Uniform Syntax. Java syntax is of medium complexity; certainly more complex than Lisp. Java does not encourage (or even permit) macros. The JDK compilers are also rather hostile to computer-generated code; things which should be warnings (like unreachable code) are errors. This is somewhat helpful for human-written code, but is just downright annoying for computer-generated code. Some features of the language (like the rules for when you can have a variable of the same name declared) also make it hard to generate code. Python syntax is somewhat simpler than Java, and the presence of eval makes it feasible to generate code at runtime, but the lack of a macro system makes it more tedious than in Lisp.
Interactive Environment. Some Java environments allow Lisp-like features such as an intgeractive command loop and stop-and-fix debugging. Lisp environments are still ahead, but that probably won't last long. BlueJ in particular has most of the major features of a good Lisp environment: you can recompile a method into a running program, and you can type in an expression and have it evaluated immediately. It is intended for teaching purposes, and I can't tell if it is suitable for production use. Python has the same interactive approach as Lisp, but the environment is less mature than Lisp's.
Extensibility. This may prove to be Java's weak point. Java works well as long as you are willing to make everything a class. If something new like, say, aspect-oriented programming takes off, Lisp would be able to incorporate it with macros, but Java would not.
History. Lisp has over 45 years of history; Java has 7, Python 12.

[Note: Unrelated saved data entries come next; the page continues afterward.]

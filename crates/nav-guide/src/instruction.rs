//! Instruction text for a single upcoming maneuver, and the full-path list.

use std::fmt;

use nav_core::{GeoPoint, bearing_delta_deg};

use crate::turn::TurnKind;

/// Displayed distances are rounded to a multiple of this, metres.
pub const DISTANCE_STEP_M: u32 = 5;

/// Round `distance_m` to the nearest [`DISTANCE_STEP_M`].
pub fn round_distance(distance_m: f64) -> u32 {
    if !distance_m.is_finite() || distance_m <= 0.0 {
        return 0;
    }
    let step = f64::from(DISTANCE_STEP_M);
    ((distance_m / step).round() * step) as u32
}

// ── Guidance ──────────────────────────────────────────────────────────────────

#[derive(Copy, Clone, Debug, PartialEq, Eq, Hash)]
pub enum Maneuver {
    Turn(TurnKind),
    Arrive,
}

/// The structured form of one instruction: what happens, and how far ahead.
#[derive(Copy, Clone, Debug, PartialEq, Eq, Hash)]
pub struct Guidance {
    /// Rounded distance to the maneuver point.
    pub distance_m: u32,
    pub maneuver:   Maneuver,
}

impl Guidance {
    /// Guidance for a traveler at `current` heading to `next`.  With no
    /// `after` point, `next` is the destination.
    pub fn describe(current: GeoPoint, next: GeoPoint, after: Option<GeoPoint>) -> Guidance {
        let distance_m = round_distance(current.distance_m(next));
        let maneuver = match after {
            None => Maneuver::Arrive,
            Some(after) => {
                let delta = bearing_delta_deg(current.bearing_deg(next), next.bearing_deg(after));
                Maneuver::Turn(TurnKind::classify(delta))
            }
        };
        Guidance { distance_m, maneuver }
    }

    pub fn is_arrival(&self) -> bool {
        self.maneuver == Maneuver::Arrive
    }

    pub fn text(&self) -> String {
        self.to_string()
    }
}

impl fmt::Display for Guidance {
    fn fmt(&self, f: &mut fmt::Formatter<'_>) -> fmt::Result {
        match self.maneuver {
            Maneuver::Arrive => write!(f, "In {} meters, you will reach your destination", self.distance_m),
            Maneuver::Turn(kind) => write!(f, "In {} meters, {kind}", self.distance_m),
        }
    }
}

// ── Instruction list ──────────────────────────────────────────────────────────

#[derive(Clone, Debug, PartialEq)]
pub struct Instruction {
    pub text:          String,
    pub segment_index: usize,
    pub completed:     bool,
}

/// One instruction per path segment, generated once per route.  Only the
/// `completed` flags change afterwards.
#[derive(Clone, Debug, Default, PartialEq)]
pub struct InstructionList {
    items: Vec<Instruction>,
}

impl InstructionList {
    /// Segment `i` is described from its start point: distance to
    /// `path[i + 1]` and the turn taken there.
    pub fn for_path(path: &[GeoPoint]) -> Self {
        let items = path
            .windows(2)
            .enumerate()
            .map(|(i, w)| Instruction {
                text:          Guidance::describe(w[0], w[1], path.get(i + 2).copied()).text(),
                segment_index: i,
                completed:     false,
            })
            .collect();
        Self { items }
    }

    /// Mark every instruction for a segment before `segment_index` completed.
    /// Returns how many flags flipped.
    pub fn mark_passed(&mut self, segment_index: usize) -> usize {
        let mut flipped = 0;
        for item in self.items.iter_mut().filter(|i| i.segment_index < segment_index && !i.completed) {
            item.completed = true;
            flipped += 1;
        }
        flipped
    }

    /// Mark everything completed, on arrival.
    pub fn complete_all(&mut self) {
        let len = self.items.len();
        self.mark_passed(len);
    }

    /// First instruction not yet completed.
    pub fn current(&self) -> Option<&Instruction> {
        self.items.iter().find(|i| !i.completed)
    }

    pub fn as_slice(&self) -> &[Instruction] {
        &self.items
    }

    pub fn len(&self) -> usize {
        self.items.len()
    }

    pub fn is_empty(&self) -> bool {
        self.items.is_empty()
    }
}

/// Free-function form of [`InstructionList::for_path`].
pub fn full_path_instructions(path: &[GeoPoint]) -> InstructionList {
    InstructionList::for_path(path)
}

One more important feature that didn't make this list is efficiency. Lisp is about 1.5 to 4 times faster than Java, and about 10 to 50 times faster than Python. Lisp is probably within 20% to 60% of C/C++ in efficiency on most tasks, which is close enough that the differences depend more on the programmers involved than the language, and close enough that for most applications that speed is not an issue for Lisp. (You will need to code certain things, particularly involving memory management, using the techniques in the book such as memory resources. This is more work for the programmer, but is o different from what C++ offers with STL allocators.) Python is a different story: there is a large class of problems for which Python is too slow. Its hard to get benchmark data that is relevent to your set of applications, but here's some data:

Relative speeds of 5 languages on 10 benchmarks from The Great Computer Language Shootout. Speeds are normalized so the g++ compiler for C++ is 1.00, so 2.00 means twice as slow; 0.01 means 100 times faster. Background colors are coded according to legend on right. The last line estimates the 25% to 75% quartiles by throwing out the bottom two and top two scores for each language.
Test	Lisp	Java	Python	Perl	C++
exception handling	0.01	0.90	1.54	1.73	1.00
hash access	1.06	3.23	4.01	1.85	1.00
sum numbers from file	7.54	2.63	8.34	2.49	1.00	100+ x C++
reverse lines	1.61	1.22	1.38	1.25	1.00	50-100 x C++
matrix multiplication	3.30	8.90	278.00	226.00	1.00	10-50 x C++
heapsort	1.67	7.00	84.42	75.67	1.00	5-10 x C++
array access	1.75	6.83	141.08	127.25	1.00	1-5 x C++
list processing	0.93	20.47	20.33	11.27	1.00	0-1 x C++
object instantiation	1.32	2.39	49.11	89.21	1.00
word count	0.73	4.61	2.57	1.64	1.00
25% to 75%	0.93 to 1.67	2.63 to 7.00	2.57 to 84.42	1.73 to 89.21	1.00 to 1.00

Overall, Lisp does very well on the nine features. Anyone making an objective choice based on these features would continue to find Lisp the best choice for a wide range of applications. But there are now viable contenders that did not exist in 1991.

Is Lisp Unpopular Now?

One criticism of Lisp is that it is not as popular as other languages, and thus has a smaller community of users and less development activity around it.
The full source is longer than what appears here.